By James L Gelvin, University of California, Los Angeles
How far back in history does one have to go to find the roots of the so-called Islamic State (IS)?
To the oil shock of 1973-74, when Persian Gulf oil producers used the huge surplus of dollars flowing into their coffers to finance the spread of their severe interpretation of Islam?

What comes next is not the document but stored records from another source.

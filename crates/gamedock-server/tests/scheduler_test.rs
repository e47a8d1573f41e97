// Copyright (C) 2025 SyncMyOrders Sp. z o.o.
// SPDX-License-Identifier: AGPL-3.0-or-later
//! Scheduler tests against the fake engine.

mod common;

use std::collections::HashMap;
use std::sync::Arc;
use std::time::Duration;

use common::{FakeEngine, RecordingNotifier};
use gamedock_docker::DockerClient;
use sqlx::SqlitePool;

use gamedock_server::scheduler::{Scheduler, SchedulerConfig, StopOutcome};
use gamedock_store::servers::{self, NewServer};
use gamedock_store::runs;

const PREFIX: &str = "game-panel-";

async fn setup(engine: &FakeEngine) -> (SqlitePool, Arc<Scheduler>, Arc<RecordingNotifier>) {
    let pool = gamedock_store::open_in_memory().await.unwrap();
    let notifier = Arc::new(RecordingNotifier::default());
    let scheduler = Arc::new(Scheduler::new(
        pool.clone(),
        DockerClient::new(&engine.socket_path),
        notifier.clone(),
        SchedulerConfig {
            container_prefix: PREFIX.to_string(),
            watch_interval: Duration::from_millis(50),
        },
    ));
    (pool, scheduler, notifier)
}

async fn insert_server(pool: &SqlitePool, id: &str, name: &str, image: &str, port: u16) {
    servers::insert(
        pool,
        &NewServer {
            id: id.to_string(),
            name: name.to_string(),
            game_type: "custom".to_string(),
            image: image.to_string(),
            port,
            env: HashMap::from([("EULA".to_string(), "TRUE".to_string())]),
            volumes: HashMap::from([(format!("/data/{}", id), "/data".to_string())]),
        },
    )
    .await
    .unwrap();
}

#[tokio::test]
async fn test_start_runs_container_and_opens_run() {
    let engine = FakeEngine::start().await;
    let (pool, scheduler, _) = setup(&engine).await;
    insert_server(&pool, "mc", "Minecraft", "itzg/minecraft-server:latest", 25565).await;

    scheduler.start("mc").await.unwrap();

    let container = engine.container("game-panel-mc").await.unwrap();
    assert!(container.running);
    assert_eq!(container.image, "itzg/minecraft-server:latest");

    let open = runs::open_run(&pool).await.unwrap().unwrap();
    assert_eq!(open.server_id, "mc");
}

#[tokio::test]
async fn test_start_unknown_server_is_not_found() {
    let engine = FakeEngine::start().await;
    let (_pool, scheduler, _) = setup(&engine).await;

    let err = scheduler.start("ghost").await.unwrap_err();
    assert!(err.to_string().contains("not found"));
}

#[tokio::test]
async fn test_start_replaces_active_server() {
    let engine = FakeEngine::start().await;
    let (pool, scheduler, _) = setup(&engine).await;
    insert_server(&pool, "mc", "Minecraft", "itzg/minecraft-server:latest", 25565).await;
    insert_server(&pool, "vh", "Valheim", "lloesche/valheim-server", 2456).await;

    scheduler.start("mc").await.unwrap();
    scheduler.start("vh").await.unwrap();

    // Exactly one game container running afterward.
    assert_eq!(engine.running_names().await, vec!["game-panel-vh"]);

    // The replaced run is closed before the new one opens.
    let open = runs::open_run(&pool).await.unwrap().unwrap();
    assert_eq!(open.server_id, "vh");

    let mc_history = runs::history(&pool, "mc", 10).await.unwrap();
    assert_eq!(mc_history.len(), 1);
    assert_eq!(mc_history[0].stop_reason.as_deref(), Some("replaced"));
    assert!(mc_history[0].stopped_at.is_some());
}

#[tokio::test]
async fn test_concurrent_starts_leave_one_running() {
    let engine = FakeEngine::start().await;
    let (pool, scheduler, _) = setup(&engine).await;
    insert_server(&pool, "mc", "Minecraft", "itzg/minecraft-server:latest", 25565).await;
    insert_server(&pool, "vh", "Valheim", "lloesche/valheim-server", 2456).await;

    let (a, b) = tokio::join!(scheduler.start("mc"), scheduler.start("vh"));
    a.unwrap();
    b.unwrap();

    // Whichever order the lock granted, exactly one container is running
    // and the ledger holds two runs, one open and one replaced.
    assert_eq!(engine.running_names().await.len(), 1);

    let mc = runs::history(&pool, "mc", 10).await.unwrap();
    let vh = runs::history(&pool, "vh", 10).await.unwrap();
    assert_eq!(mc.len() + vh.len(), 2);

    let open: Vec<_> = mc
        .iter()
        .chain(vh.iter())
        .filter(|r| r.stopped_at.is_none())
        .collect();
    assert_eq!(open.len(), 1);

    let replaced: Vec<_> = mc
        .iter()
        .chain(vh.iter())
        .filter(|r| r.stop_reason.as_deref() == Some("replaced"))
        .collect();
    assert_eq!(replaced.len(), 1);
}

#[tokio::test]
async fn test_restart_same_server_keeps_single_open_run() {
    let engine = FakeEngine::start().await;
    let (pool, scheduler, _) = setup(&engine).await;
    insert_server(&pool, "mc", "Minecraft", "itzg/minecraft-server:latest", 25565).await;

    scheduler.start("mc").await.unwrap();
    scheduler.stop("mc").await.unwrap();
    scheduler.start("mc").await.unwrap();

    let history = runs::history(&pool, "mc", 10).await.unwrap();
    assert_eq!(history.len(), 2);
    let open: Vec<_> = history.iter().filter(|r| r.stopped_at.is_none()).collect();
    assert_eq!(open.len(), 1);
}

#[tokio::test]
async fn test_start_while_already_running_closes_previous_run() {
    let engine = FakeEngine::start().await;
    let (pool, scheduler, notifier) = setup(&engine).await;
    insert_server(&pool, "mc", "Minecraft", "itzg/minecraft-server:latest", 25565).await;

    scheduler.start("mc").await.unwrap();
    scheduler.start("mc").await.unwrap();

    assert_eq!(engine.running_names().await, vec!["game-panel-mc"]);

    let history = runs::history(&pool, "mc", 10).await.unwrap();
    assert_eq!(history.len(), 2);
    let open: Vec<_> = history.iter().filter(|r| r.stopped_at.is_none()).collect();
    assert_eq!(open.len(), 1);

    // The recreate is intentional; no crash must be reported for it.
    tokio::time::sleep(Duration::from_millis(200)).await;
    assert!(notifier.crashes.lock().unwrap().is_empty());
}

#[tokio::test]
async fn test_stop_closes_run_with_user_reason() {
    let engine = FakeEngine::start().await;
    let (pool, scheduler, _) = setup(&engine).await;
    insert_server(&pool, "mc", "Minecraft", "itzg/minecraft-server:latest", 25565).await;

    scheduler.start("mc").await.unwrap();
    let outcome = scheduler.stop("mc").await.unwrap();
    assert_eq!(outcome, StopOutcome::Stopped { id: "mc".to_string() });

    assert!(engine.running_names().await.is_empty());
    assert!(runs::open_run(&pool).await.unwrap().is_none());

    let history = runs::history(&pool, "mc", 10).await.unwrap();
    assert_eq!(history[0].stop_reason.as_deref(), Some("user"));
}

#[tokio::test]
async fn test_stop_active_with_nothing_running() {
    let engine = FakeEngine::start().await;
    let (_pool, scheduler, _) = setup(&engine).await;

    let outcome = scheduler.stop("active").await.unwrap();
    assert_eq!(outcome, StopOutcome::NothingRunning);
}

#[tokio::test]
async fn test_stop_active_resolves_to_running_server() {
    let engine = FakeEngine::start().await;
    let (pool, scheduler, _) = setup(&engine).await;
    insert_server(&pool, "mc", "Minecraft", "itzg/minecraft-server:latest", 25565).await;

    scheduler.start("mc").await.unwrap();
    let outcome = scheduler.stop("active").await.unwrap();
    assert_eq!(outcome, StopOutcome::Stopped { id: "mc".to_string() });
}

#[tokio::test]
async fn test_crash_is_detected_and_notified_once() {
    let engine = FakeEngine::start().await;
    let (pool, scheduler, notifier) = setup(&engine).await;
    insert_server(&pool, "mc", "Minecraft", "itzg/minecraft-server:latest", 25565).await;

    scheduler.start("mc").await.unwrap();

    // Kill the container out from under the scheduler.
    engine.set_running("game-panel-mc", false).await;
    tokio::time::sleep(Duration::from_millis(400)).await;

    let history = runs::history(&pool, "mc", 10).await.unwrap();
    assert_eq!(history.len(), 1);
    assert_eq!(history[0].stop_reason.as_deref(), Some("crash"));
    assert!(history[0].stopped_at.is_some());

    // The watcher is single-shot: more polls, still one event.
    tokio::time::sleep(Duration::from_millis(300)).await;
    assert_eq!(notifier.crashes.lock().unwrap().as_slice(), ["Minecraft"]);
    assert_eq!(runs::history(&pool, "mc", 10).await.unwrap().len(), 1);
}

#[tokio::test]
async fn test_intentional_stop_is_not_a_crash() {
    let engine = FakeEngine::start().await;
    let (pool, scheduler, notifier) = setup(&engine).await;
    insert_server(&pool, "mc", "Minecraft", "itzg/minecraft-server:latest", 25565).await;

    scheduler.start("mc").await.unwrap();
    scheduler.stop("mc").await.unwrap();

    // Give a stale watcher every chance to misfire.
    tokio::time::sleep(Duration::from_millis(400)).await;

    assert!(notifier.crashes.lock().unwrap().is_empty());
    let history = runs::history(&pool, "mc", 10).await.unwrap();
    assert_eq!(history.len(), 1);
    assert_eq!(history[0].stop_reason.as_deref(), Some("user"));
}

#[tokio::test]
async fn test_pull_failure_writes_no_run_row() {
    let engine = FakeEngine::start().await;
    engine.fail_pulls_matching("broken").await;
    let (pool, scheduler, _) = setup(&engine).await;
    insert_server(&pool, "bad", "Broken", "broken/image:latest", 7777).await;

    let err = scheduler.start("bad").await.unwrap_err();
    assert!(err.to_string().contains("pull"), "unexpected error: {}", err);

    assert!(runs::open_run(&pool).await.unwrap().is_none());
    assert!(runs::history(&pool, "bad", 10).await.unwrap().is_empty());
    assert!(engine.running_names().await.is_empty());
}

#[tokio::test]
async fn test_delete_refused_while_running_then_allowed() {
    let engine = FakeEngine::start().await;
    let (pool, scheduler, _) = setup(&engine).await;
    insert_server(&pool, "mc", "Minecraft", "itzg/minecraft-server:latest", 25565).await;

    scheduler.start("mc").await.unwrap();
    let err = scheduler.delete("mc").await.unwrap_err();
    assert!(err.to_string().contains("running"));

    // Backups are intentionally not cascaded on delete.
    gamedock_store::backups::insert(&pool, "mc", "mc_2025-01-01_00-00-00.tar.gz", 42)
        .await
        .unwrap();

    scheduler.stop("mc").await.unwrap();
    scheduler.delete("mc").await.unwrap();

    assert!(servers::get_by_id(&pool, "mc").await.unwrap().is_none());
    assert!(runs::history(&pool, "mc", 10).await.unwrap().is_empty());
    assert_eq!(
        gamedock_store::backups::count(&pool, "mc").await.unwrap(),
        1
    );
}

#[tokio::test]
async fn test_env_placeholders_resolved_into_container_env() {
    let engine = FakeEngine::start().await;
    let (pool, scheduler, _) = setup(&engine).await;

    // SAFETY: test-local variable name
    unsafe { std::env::set_var("GAMEDOCK_IT_SECRET", "hunter2") };
    servers::insert(
        &pool,
        &NewServer {
            id: "env".to_string(),
            name: "EnvGame".to_string(),
            game_type: "custom".to_string(),
            image: "busybox:latest".to_string(),
            port: 9999,
            env: HashMap::from([
                ("TOKEN".to_string(), "${GAMEDOCK_IT_SECRET}".to_string()),
                ("PLAIN".to_string(), "value".to_string()),
            ]),
            volumes: HashMap::new(),
        },
    )
    .await
    .unwrap();

    scheduler.start("env").await.unwrap();

    let container = engine.container("game-panel-env").await.unwrap();
    assert!(container.running);
    assert_eq!(container.labels.get("gamedock.server-id").unwrap(), "env");
    assert!(container.env.contains(&"TOKEN=hunter2".to_string()));
    assert!(container.env.contains(&"PLAIN=value".to_string()));
}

To the end of the first world war, when the victorious entente powers sparked resentment throughout the Arab world by drawing artificial national borders we hear so much about today? How about 632 AD, the date of the death of the prophet Muhammad, when the early Islamic community split on who should succeed him as its leader — a breach that led to the Sunni-Shi'i divide that IS exploits for its own ends?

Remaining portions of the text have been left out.